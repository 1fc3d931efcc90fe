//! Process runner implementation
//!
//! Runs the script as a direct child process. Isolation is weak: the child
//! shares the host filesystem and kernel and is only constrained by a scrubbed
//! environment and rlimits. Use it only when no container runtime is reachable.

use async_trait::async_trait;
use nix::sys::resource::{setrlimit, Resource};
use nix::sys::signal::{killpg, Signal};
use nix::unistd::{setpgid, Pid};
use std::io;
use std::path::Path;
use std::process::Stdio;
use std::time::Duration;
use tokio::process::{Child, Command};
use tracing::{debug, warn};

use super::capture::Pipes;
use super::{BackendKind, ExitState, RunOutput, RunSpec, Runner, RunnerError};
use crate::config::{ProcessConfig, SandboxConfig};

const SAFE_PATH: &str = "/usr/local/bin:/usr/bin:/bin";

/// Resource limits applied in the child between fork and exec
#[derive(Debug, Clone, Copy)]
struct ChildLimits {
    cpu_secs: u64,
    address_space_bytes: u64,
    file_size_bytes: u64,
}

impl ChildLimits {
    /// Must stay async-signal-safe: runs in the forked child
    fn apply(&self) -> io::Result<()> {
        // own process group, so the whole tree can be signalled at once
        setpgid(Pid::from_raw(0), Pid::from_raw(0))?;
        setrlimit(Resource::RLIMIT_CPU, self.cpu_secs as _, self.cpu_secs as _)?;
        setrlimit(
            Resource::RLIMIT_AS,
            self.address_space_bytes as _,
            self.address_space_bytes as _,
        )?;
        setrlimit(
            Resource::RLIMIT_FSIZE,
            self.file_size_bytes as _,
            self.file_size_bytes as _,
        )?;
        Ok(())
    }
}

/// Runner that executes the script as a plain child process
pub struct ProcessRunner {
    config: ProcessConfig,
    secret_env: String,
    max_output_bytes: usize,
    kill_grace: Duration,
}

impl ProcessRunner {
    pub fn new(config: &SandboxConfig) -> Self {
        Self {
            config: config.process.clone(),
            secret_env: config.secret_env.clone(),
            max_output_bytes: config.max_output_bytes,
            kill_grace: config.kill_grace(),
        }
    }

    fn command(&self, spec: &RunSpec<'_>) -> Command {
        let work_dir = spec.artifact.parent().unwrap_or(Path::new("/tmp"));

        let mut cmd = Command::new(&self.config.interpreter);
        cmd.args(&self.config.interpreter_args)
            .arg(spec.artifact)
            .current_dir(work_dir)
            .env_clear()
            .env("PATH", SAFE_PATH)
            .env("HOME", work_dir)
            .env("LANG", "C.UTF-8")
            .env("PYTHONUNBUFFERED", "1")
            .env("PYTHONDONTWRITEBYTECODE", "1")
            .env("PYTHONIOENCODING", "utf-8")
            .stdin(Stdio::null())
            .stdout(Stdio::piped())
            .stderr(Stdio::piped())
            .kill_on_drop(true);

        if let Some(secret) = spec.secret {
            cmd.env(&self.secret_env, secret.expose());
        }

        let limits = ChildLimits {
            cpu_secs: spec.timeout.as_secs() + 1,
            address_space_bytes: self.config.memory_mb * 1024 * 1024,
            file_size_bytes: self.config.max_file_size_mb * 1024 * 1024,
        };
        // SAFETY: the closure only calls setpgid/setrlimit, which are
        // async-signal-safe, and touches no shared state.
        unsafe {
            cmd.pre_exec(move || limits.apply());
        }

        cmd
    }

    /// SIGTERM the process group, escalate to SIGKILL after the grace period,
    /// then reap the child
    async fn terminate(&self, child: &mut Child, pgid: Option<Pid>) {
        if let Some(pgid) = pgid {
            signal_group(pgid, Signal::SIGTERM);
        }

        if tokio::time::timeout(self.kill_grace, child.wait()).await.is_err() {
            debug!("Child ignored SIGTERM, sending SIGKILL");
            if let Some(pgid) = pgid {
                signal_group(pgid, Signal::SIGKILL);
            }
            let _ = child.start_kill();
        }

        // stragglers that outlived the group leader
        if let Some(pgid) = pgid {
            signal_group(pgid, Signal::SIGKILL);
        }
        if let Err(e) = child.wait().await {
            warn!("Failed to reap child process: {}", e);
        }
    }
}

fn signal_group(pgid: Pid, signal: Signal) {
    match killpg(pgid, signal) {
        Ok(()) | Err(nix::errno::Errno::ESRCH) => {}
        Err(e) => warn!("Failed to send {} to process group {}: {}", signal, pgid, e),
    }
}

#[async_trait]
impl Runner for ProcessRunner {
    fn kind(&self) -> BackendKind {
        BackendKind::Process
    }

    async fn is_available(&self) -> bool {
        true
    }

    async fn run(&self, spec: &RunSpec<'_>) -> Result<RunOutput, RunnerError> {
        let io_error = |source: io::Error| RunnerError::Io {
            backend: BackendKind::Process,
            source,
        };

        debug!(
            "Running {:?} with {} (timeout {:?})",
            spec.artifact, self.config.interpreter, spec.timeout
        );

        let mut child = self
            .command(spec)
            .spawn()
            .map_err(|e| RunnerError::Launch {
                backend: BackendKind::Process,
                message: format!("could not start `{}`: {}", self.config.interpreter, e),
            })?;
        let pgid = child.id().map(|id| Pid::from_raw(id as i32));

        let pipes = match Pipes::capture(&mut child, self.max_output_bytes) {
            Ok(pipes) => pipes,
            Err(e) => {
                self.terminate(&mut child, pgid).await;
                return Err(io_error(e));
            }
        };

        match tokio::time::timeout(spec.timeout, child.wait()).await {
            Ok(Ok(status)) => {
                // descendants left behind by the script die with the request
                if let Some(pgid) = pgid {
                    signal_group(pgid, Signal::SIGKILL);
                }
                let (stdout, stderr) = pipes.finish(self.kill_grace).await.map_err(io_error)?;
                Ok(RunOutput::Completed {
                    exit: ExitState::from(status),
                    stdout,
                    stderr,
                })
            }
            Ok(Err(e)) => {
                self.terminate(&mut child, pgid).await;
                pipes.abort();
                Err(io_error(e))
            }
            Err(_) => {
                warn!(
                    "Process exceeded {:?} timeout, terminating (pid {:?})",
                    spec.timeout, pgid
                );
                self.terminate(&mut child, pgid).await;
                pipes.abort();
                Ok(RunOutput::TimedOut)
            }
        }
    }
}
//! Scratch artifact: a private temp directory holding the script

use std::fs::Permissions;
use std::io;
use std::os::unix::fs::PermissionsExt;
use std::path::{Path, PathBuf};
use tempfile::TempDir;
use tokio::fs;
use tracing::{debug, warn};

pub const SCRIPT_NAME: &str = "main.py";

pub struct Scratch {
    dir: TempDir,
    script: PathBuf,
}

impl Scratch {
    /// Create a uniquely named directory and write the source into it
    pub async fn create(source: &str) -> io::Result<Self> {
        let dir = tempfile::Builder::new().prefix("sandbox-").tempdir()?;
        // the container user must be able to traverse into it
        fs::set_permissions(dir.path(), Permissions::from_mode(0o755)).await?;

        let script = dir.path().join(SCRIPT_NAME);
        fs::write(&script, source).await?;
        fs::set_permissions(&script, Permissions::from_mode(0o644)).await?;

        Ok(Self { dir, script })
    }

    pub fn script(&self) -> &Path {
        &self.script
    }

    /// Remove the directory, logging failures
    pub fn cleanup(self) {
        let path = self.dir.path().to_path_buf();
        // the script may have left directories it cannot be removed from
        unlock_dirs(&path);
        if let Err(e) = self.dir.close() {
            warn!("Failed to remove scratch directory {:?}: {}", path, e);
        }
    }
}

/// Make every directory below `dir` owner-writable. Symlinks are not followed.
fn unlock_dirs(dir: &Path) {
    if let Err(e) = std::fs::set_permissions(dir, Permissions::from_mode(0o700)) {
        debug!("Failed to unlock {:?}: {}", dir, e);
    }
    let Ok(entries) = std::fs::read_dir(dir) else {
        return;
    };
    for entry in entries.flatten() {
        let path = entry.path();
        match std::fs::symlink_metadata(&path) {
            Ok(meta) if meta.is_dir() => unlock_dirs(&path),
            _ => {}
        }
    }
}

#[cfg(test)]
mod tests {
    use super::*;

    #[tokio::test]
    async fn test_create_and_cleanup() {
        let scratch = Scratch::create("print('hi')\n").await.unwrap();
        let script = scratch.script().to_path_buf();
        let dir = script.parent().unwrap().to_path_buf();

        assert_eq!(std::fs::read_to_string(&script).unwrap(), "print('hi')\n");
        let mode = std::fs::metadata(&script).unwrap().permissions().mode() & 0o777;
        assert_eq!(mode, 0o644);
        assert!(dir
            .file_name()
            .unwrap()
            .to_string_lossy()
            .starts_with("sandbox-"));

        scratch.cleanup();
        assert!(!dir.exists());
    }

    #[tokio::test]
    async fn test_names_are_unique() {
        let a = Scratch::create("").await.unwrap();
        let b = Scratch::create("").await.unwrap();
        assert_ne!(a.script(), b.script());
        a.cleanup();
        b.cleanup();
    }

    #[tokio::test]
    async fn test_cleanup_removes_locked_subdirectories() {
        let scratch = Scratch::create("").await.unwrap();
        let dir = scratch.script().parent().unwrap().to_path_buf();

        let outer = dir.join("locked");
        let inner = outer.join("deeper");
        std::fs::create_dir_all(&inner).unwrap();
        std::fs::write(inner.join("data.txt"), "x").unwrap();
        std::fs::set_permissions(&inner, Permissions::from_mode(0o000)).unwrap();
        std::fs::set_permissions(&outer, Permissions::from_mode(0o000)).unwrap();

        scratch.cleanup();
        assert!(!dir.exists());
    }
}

■ ■ ■ ■ ■

• _Problem to work on_
The required output is the exact run of lines from the beginning of the listing above to the line that contains "let mut cmd", inclusive of both.

• _Response box_
repository 1fc3d931efcc90fe
//! Process runner implementation
//!
//! Runs the script as a direct child process. Isolation is weak: the child
//! shares the host filesystem and kernel and is only constrained by a scrubbed
//! environment and rlimits. Use it only when no container runtime is reachable.

use async_trait::async_trait;
use nix::sys::resource::{setrlimit, Resource};
use nix::sys::signal::{killpg, Signal};
use nix::unistd::{setpgid, Pid};
use std::io;
use std::path::Path;
use std::process::Stdio;
use std::time::Duration;
use tokio::process::{Child, Command};
use tracing::{debug, warn};

use super::capture::Pipes;
use super::{BackendKind, ExitState, RunOutput, RunSpec, Runner, RunnerError};
use crate::config::{ProcessConfig, SandboxConfig};

const SAFE_PATH: &str = "/usr/local/bin:/usr/bin:/bin";

/// Resource limits applied in the child between fork and exec
#[derive(Debug, Clone, Copy)]
struct ChildLimits {
    cpu_secs: u64,
    address_space_bytes: u64,
    file_size_bytes: u64,
}

impl ChildLimits {
    /// Must stay async-signal-safe: runs in the forked child
    fn apply(&self) -> io::Result<()> {
        // own process group, so the whole tree can be signalled at once
        setpgid(Pid::from_raw(0), Pid::from_raw(0))?;
        setrlimit(Resource::RLIMIT_CPU, self.cpu_secs as _, self.cpu_secs as _)?;
        setrlimit(
            Resource::RLIMIT_AS,
            self.address_space_bytes as _,
            self.address_space_bytes as _,
        )?;
        setrlimit(
            Resource::RLIMIT_FSIZE,
            self.file_size_bytes as _,
            self.file_size_bytes as _,
        )?;
        Ok(())
    }
}

/// Runner that executes the script as a plain child process
pub struct ProcessRunner {
    config: ProcessConfig,
    secret_env: String,
    max_output_bytes: usize,
    kill_grace: Duration,
}

impl ProcessRunner {
    pub fn new(config: &SandboxConfig) -> Self {
        Self {
            config: config.process.clone(),
            secret_env: config.secret_env.clone(),
            max_output_bytes: config.max_output_bytes,
            kill_grace: config.kill_grace(),
        }
    }

    fn command(&self, spec: &RunSpec<'_>) -> Command {
        let work_dir = spec.artifact.parent().unwrap_or(Path::new("/tmp"));

        let mut cmd = Command::new(&self.config.interpreter);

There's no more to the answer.